Shine Global is proud to be a part of LA Collab, an initiative to connect Latinx talent, executives, and creators to opportunities in the entertainment industry with the goal of doubling Latino representation in Hollywood by 2030.

Launched today by LA mayor Eric Garcetti, who co-founded LA Collab with Mitú  founder and Acevedo Foundation president Beatriz Acevedo and Ivette Rodriguez, president of theatrical marketing PR firm AEM. The program already has garnered support by the likes of Eva Longoria, J.J. Abrams, Eli Roth, Devon Franklin, Jason Blum and Zoe Saldana. Initial funding comes from organizations including the Annenberg Foundation, WarnerMedia and Endeavor Content.

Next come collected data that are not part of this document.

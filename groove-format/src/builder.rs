//! Seek index construction from decode probe observations
//!
//! Building happens in two passes:
//!
//! 1. Walk the stream in fixed [`PROBE_STRIDE`] sample steps, asking the probe
//!    to seek to each boundary and recording where it actually landed
//!    together with an estimated byte offset.
//! 2. Lay a `chunk_size` grid over the whole stream and, for every grid
//!    point, take the closest observation that does not lie after it.
//!
//! Picking the preceding observation keeps the map conservative: a decoder
//! starting at `entries[i].byte_offset` always begins at or before sample
//! `i * chunk_size`, never after it.

use tracing::{debug, info, warn};

use crate::error::BuildError;
use crate::index::{SeekIndex, SeekIndexEntry};
use crate::probe::AudioDecodeProbe;
use crate::{DEFAULT_CHUNK_SIZE, SEEK_INDEX_VERSION};

/// Sample distance between probe seeks (independent of the chunk size)
pub const PROBE_STRIDE: u64 = 0x8000;

/// One probe answer: decoding up to `byte_offset` reaches `sample_offset`
#[derive(Debug, Clone, Copy, PartialEq, Eq)]
pub struct Observation {
    pub byte_offset: u32,
    pub sample_offset: u32,
}

/// Builds a [`SeekIndex`] for one stream
#[derive(Debug, Clone, Copy)]
pub struct SeekIndexBuilder {
    chunk_size: u32,
    stride: u64,
}

impl Default for SeekIndexBuilder {
    fn default() -> Self {
        Self::new(DEFAULT_CHUNK_SIZE)
    }
}

impl SeekIndexBuilder {
    pub fn new(chunk_size: u32) -> Self {
        Self {
            chunk_size,
            stride: PROBE_STRIDE,
        }
    }

    /// Override the probe stride (mostly useful for tests on short streams)
    pub fn with_stride(mut self, stride: u64) -> Self {
        self.stride = stride.max(1);
        self
    }

    pub fn chunk_size(&self) -> u32 {
        self.chunk_size
    }

    /// Probe the stream and derive the fixed-stride map
    pub fn build<P: AudioDecodeProbe + ?Sized>(&self, probe: &mut P) -> Result<SeekIndex, BuildError> {
        if self.chunk_size == 0 || self.chunk_size > i32::MAX as u32 {
            return Err(BuildError::InvalidChunkSize(self.chunk_size));
        }

        let total_samples = probe.total_samples()?;
        let entry_count = total_samples.div_ceil(self.chunk_size as u64);
        if entry_count > i32::MAX as u64 {
            return Err(BuildError::TooManyEntries(entry_count));
        }

        let observations = self.observe(probe, total_samples);
        debug!(
            total_samples,
            observations = observations.len(),
            entry_count,
            "Probe walk finished"
        );

        let entries = (0..entry_count)
            .map(|i| select_preceding(&observations, i * self.chunk_size as u64))
            .collect::<Vec<_>>();

        info!(
            chunk_size = self.chunk_size,
            entries = entries.len(),
            "Built seek index"
        );

        Ok(SeekIndex::new(
            SEEK_INDEX_VERSION,
            self.chunk_size as i32,
            entries,
        ))
    }

    /// Walk the stream in stride steps. Failed seeks are skipped.
    ///
    /// The returned table is ordered by sample offset.
    pub fn observe<P: AudioDecodeProbe + ?Sized>(
        &self,
        probe: &mut P,
        total_samples: u64,
    ) -> Vec<Observation> {
        let stream_len = probe.stream_len();
        let mut observations = Vec::with_capacity((total_samples / self.stride) as usize + 1);

        let mut target = 0u64;
        while target < total_samples {
            match probe.seek(target) {
                Ok(actual) => {
                    let actual = actual.min(total_samples);
                    observations.push(Observation {
                        byte_offset: estimate_byte_offset(actual, total_samples, stream_len),
                        sample_offset: actual.min(u32::MAX as u64) as u32,
                    });
                }
                Err(e) => warn!(target, error = %e, "Probe seek failed, skipping stride"),
            }
            target += self.stride;
        }

        // A coarse decoder can land behind an earlier answer; keep the table
        // sorted so "closest preceding" is well defined. Stable, so equal
        // positions stay in traversal order.
        observations.sort_by_key(|o| o.sample_offset);
        observations
    }
}

/// `floor(actual / total * stream_len)`, clamped to u32
pub fn estimate_byte_offset(actual: u64, total_samples: u64, stream_len: u64) -> u32 {
    if total_samples == 0 {
        return 0;
    }
    let estimate = actual as u128 * stream_len as u128 / total_samples as u128;
    estimate.min(u32::MAX as u128) as u32
}

/// Last observation whose sample offset does not exceed `desired`,
/// or a zero entry when nothing precedes it.
fn select_preceding(observations: &[Observation], desired: u64) -> SeekIndexEntry {
    let idx = observations.partition_point(|o| o.sample_offset as u64 <= desired);
    match idx.checked_sub(1).map(|i| observations[i]) {
        Some(o) => SeekIndexEntry::new(o.byte_offset, o.sample_offset),
        None => SeekIndexEntry::default(),
    }
}

#[cfg(test)]
mod tests {
    use super::*;
    use crate::error::DecodeProbeError;

    /// Probe over a constant-bitrate stream that lands `lag` samples early
    /// or `overshoot` samples late
    struct FakeProbe {
        total: Option<u64>,
        stream_len: u64,
        lag: u64,
        overshoot: u64,
        fail_at: Vec<u64>,
        seeks: Vec<u64>,
    }

    impl FakeProbe {
        fn new(total: u64, stream_len: u64) -> Self {
            Self {
                total: Some(total),
                stream_len,
                lag: 0,
                overshoot: 0,
                fail_at: Vec::new(),
                seeks: Vec::new(),
            }
        }
    }

    impl AudioDecodeProbe for FakeProbe {
        fn total_samples(&mut self) -> Result<u64, DecodeProbeError> {
            self.total.ok_or(DecodeProbeError::UnknownLength)
        }

        fn sample_rate(&self) -> Option<u32> {
            Some(48000)
        }

        fn stream_len(&self) -> u64 {
            self.stream_len
        }

        fn seek(&mut self, target: u64) -> Result<u64, DecodeProbeError> {
            self.seeks.push(target);
            if self.fail_at.contains(&target) {
                return Err(DecodeProbeError::Seek {
                    target,
                    reason: "corrupt page".into(),
                });
            }
            Ok(target.saturating_sub(self.lag) + self.overshoot)
        }
    }

    #[test]
    fn test_entry_count_and_first_entry() {
        let mut probe = FakeProbe::new(200_000, 1_000_000);
        let index = SeekIndexBuilder::new(20_000).build(&mut probe).unwrap();

        assert_eq!(index.entries.len(), 10);
        assert_eq!(index.chunk_size, 20_000);
        assert_eq!(index.format_version, SEEK_INDEX_VERSION);
        assert_eq!(index.entries[0], SeekIndexEntry::new(0, 0));
    }

    #[test]
    fn test_entry_count_rounds_up() {
        let mut probe = FakeProbe::new(200_001, 1_000_000);
        let index = SeekIndexBuilder::new(20_000).build(&mut probe).unwrap();
        assert_eq!(index.entries.len(), 11);
    }

    #[test]
    fn test_probe_walks_fixed_stride() {
        let mut probe = FakeProbe::new(100_000, 400_000);
        SeekIndexBuilder::new(1000).build(&mut probe).unwrap();
        assert_eq!(probe.seeks, vec![0, 0x8000, 0x10000, 0x18000]);
    }

    #[test]
    fn test_selects_closest_preceding_observation() {
        // Observations at 0, 32768, 65536, 98304 on a 4 bytes/sample stream
        let mut probe = FakeProbe::new(131_072, 524_288);
        let index = SeekIndexBuilder::new(16_384).build(&mut probe).unwrap();

        let samples: Vec<u32> = index.entries.iter().map(|e| e.sample_offset).collect();
        assert_eq!(
            samples,
            vec![0, 0, 32768, 32768, 65536, 65536, 98304, 98304]
        );
        // Never rounded forward past the grid point
        for (i, entry) in index.entries.iter().enumerate() {
            assert!(entry.sample_offset as u64 <= i as u64 * 16_384);
            assert_eq!(entry.byte_offset, entry.sample_offset * 4);
        }
    }

    #[test]
    fn test_exact_hit_is_selected() {
        let observations = [
            Observation { byte_offset: 0, sample_offset: 0 },
            Observation { byte_offset: 50, sample_offset: 100 },
            Observation { byte_offset: 90, sample_offset: 200 },
        ];
        assert_eq!(select_preceding(&observations, 100).byte_offset, 50);
        assert_eq!(select_preceding(&observations, 199).byte_offset, 50);
        assert_eq!(select_preceding(&observations, 200).byte_offset, 90);
    }

    #[test]
    fn test_nothing_preceding_defaults_to_zero() {
        let observations = [Observation { byte_offset: 70, sample_offset: 500 }];
        assert_eq!(select_preceding(&observations, 10), SeekIndexEntry::default());
        assert_eq!(select_preceding(&[], 10), SeekIndexEntry::default());
    }

    #[test]
    fn test_failed_seek_is_skipped() {
        let mut probe = FakeProbe::new(131_072, 131_072);
        probe.fail_at = vec![0x8000];
        let index = SeekIndexBuilder::new(0x8000).build(&mut probe).unwrap();

        // Entry 1 falls back to the observation at sample 0
        assert_eq!(index.entries[1], SeekIndexEntry::new(0, 0));
        assert_eq!(index.entries[2].sample_offset, 0x10000);
        assert_eq!(probe.seeks.len(), 4);
    }

    #[test]
    fn test_all_seeks_failing_yields_zero_map() {
        let mut probe = FakeProbe::new(65_536, 1000);
        probe.fail_at = vec![0, 0x8000];
        let index = SeekIndexBuilder::new(4096).build(&mut probe).unwrap();
        assert_eq!(index.entries.len(), 16);
        assert!(index.entries.iter().all(|e| *e == SeekIndexEntry::default()));
    }

    #[test]
    fn test_unknown_length_is_fatal() {
        let mut probe = FakeProbe::new(0, 0);
        probe.total = None;
        let result = SeekIndexBuilder::default().build(&mut probe);
        assert!(matches!(
            result,
            Err(BuildError::Probe(DecodeProbeError::UnknownLength))
        ));
    }

    #[test]
    fn test_invalid_chunk_size() {
        let mut probe = FakeProbe::new(1000, 1000);
        assert!(matches!(
            SeekIndexBuilder::new(0).build(&mut probe),
            Err(BuildError::InvalidChunkSize(0))
        ));
        assert!(matches!(
            SeekIndexBuilder::new(u32::MAX).build(&mut probe),
            Err(BuildError::InvalidChunkSize(_))
        ));
    }

    #[test]
    fn test_empty_stream() {
        let mut probe = FakeProbe::new(0, 0);
        let index = SeekIndexBuilder::default().build(&mut probe).unwrap();
        assert!(index.entries.is_empty());
        assert!(probe.seeks.is_empty());
    }

    #[test]
    fn test_lagging_probe_stays_monotonic() {
        let mut probe = FakeProbe::new(1_000_000, 3_000_000);
        probe.lag = 1500;
        let index = SeekIndexBuilder::new(3000)
            .with_stride(10_000)
            .build(&mut probe)
            .unwrap();

        assert!(index.is_monotonic());
        for (i, entry) in index.entries.iter().enumerate() {
            assert!(entry.sample_offset as u64 <= i as u64 * 3000);
            assert!(entry.sample_offset as u64 <= 1_000_000);
        }
    }

    #[test]
    fn test_overshooting_probe_is_clamped() {
        let mut probe = FakeProbe::new(100_000, 1000);
        probe.overshoot = 90_000;
        let index = SeekIndexBuilder::new(10_000).build(&mut probe).unwrap();

        assert_eq!(index.entries.len(), 10);
        for entry in &index.entries {
            assert!(entry.sample_offset as u64 <= 100_000);
            assert!(entry.byte_offset as u64 <= 1000);
        }
        // Only the first seek lands inside the stream; later ones clamp to
        // the end and precede no grid point
        assert_eq!(index.entries[9], SeekIndexEntry::new(900, 90_000));
        assert!(index.entries[..9].iter().all(|e| *e == SeekIndexEntry::default()));
        assert!(index.is_monotonic());
    }

    #[test]
    fn test_estimate_byte_offset() {
        assert_eq!(estimate_byte_offset(0, 100, 1000), 0);
        assert_eq!(estimate_byte_offset(50, 100, 1000), 500);
        assert_eq!(estimate_byte_offset(1, 3, 10), 3);
        assert_eq!(estimate_byte_offset(10, 0, 1000), 0);
        assert_eq!(estimate_byte_offset(u64::MAX, 1, u64::MAX), u32::MAX);
    }
}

According to the MPA, Latinos represent nearly 25% of the box office. But a USC Annenberg study found that despite Latinos making up 20% of the U.S. population, representation (Latino leads and co-leads in movies) has actually declined in the last decade (about 3%).

“The radical decline of Latinos in Hollywood was the catalyst to rally Hollywood behind this crisis to create change together,” said Acevedo. “By facilitating unprecedented collaborations between the creative community, studios, buyers and other influential allies, LA Collab will ultimately drive exponential growth for the industry and our community.”

“As a Latina, I want to see more actors who look like me onscreen and behind the camera,” Longoria said in a release ahead of the press event. “I started my own production company to create content from our community, and I became a director/producer to be in a position to hire people who look like me. With LA Collab, I want to open the door for many more Latinx creators and fuel the emergence of a better entertainment industry that elevates and celebrates the diversity and richness of my culture.”

“Shine Global believes in fostering diverse voices behind the camera as well as on screen,” said Shine Global Executive Director and Co-founder Susan MacLaury. “The majority of Shine Global’s projects feature first-time directors and are always women-produced and majority female-directed. That’s why we are joining LA Collab and offering a chance to tell new, documentary style, Latinx stories – sharing factual depictions of what life is really like for a historically marginalized community.”

Shine Global previously worked with Longoria on the 2011 documentary The Harvest (La Cosecha) about child migrant farmworkers in the US, which she Executive Produced, including campaigning on Capitol Hill to update child labor laws. Shine Global also produced the Oscar-winning short documentary Inocente about a homeless and undocumented teen living in San Diego, who is also an artist.

The Shine Global development deal is for a documentary project that embraces Shine Global’s mission to give voice to children and families by sharing their stories of resilience to raise awareness, promote action, and inspire change.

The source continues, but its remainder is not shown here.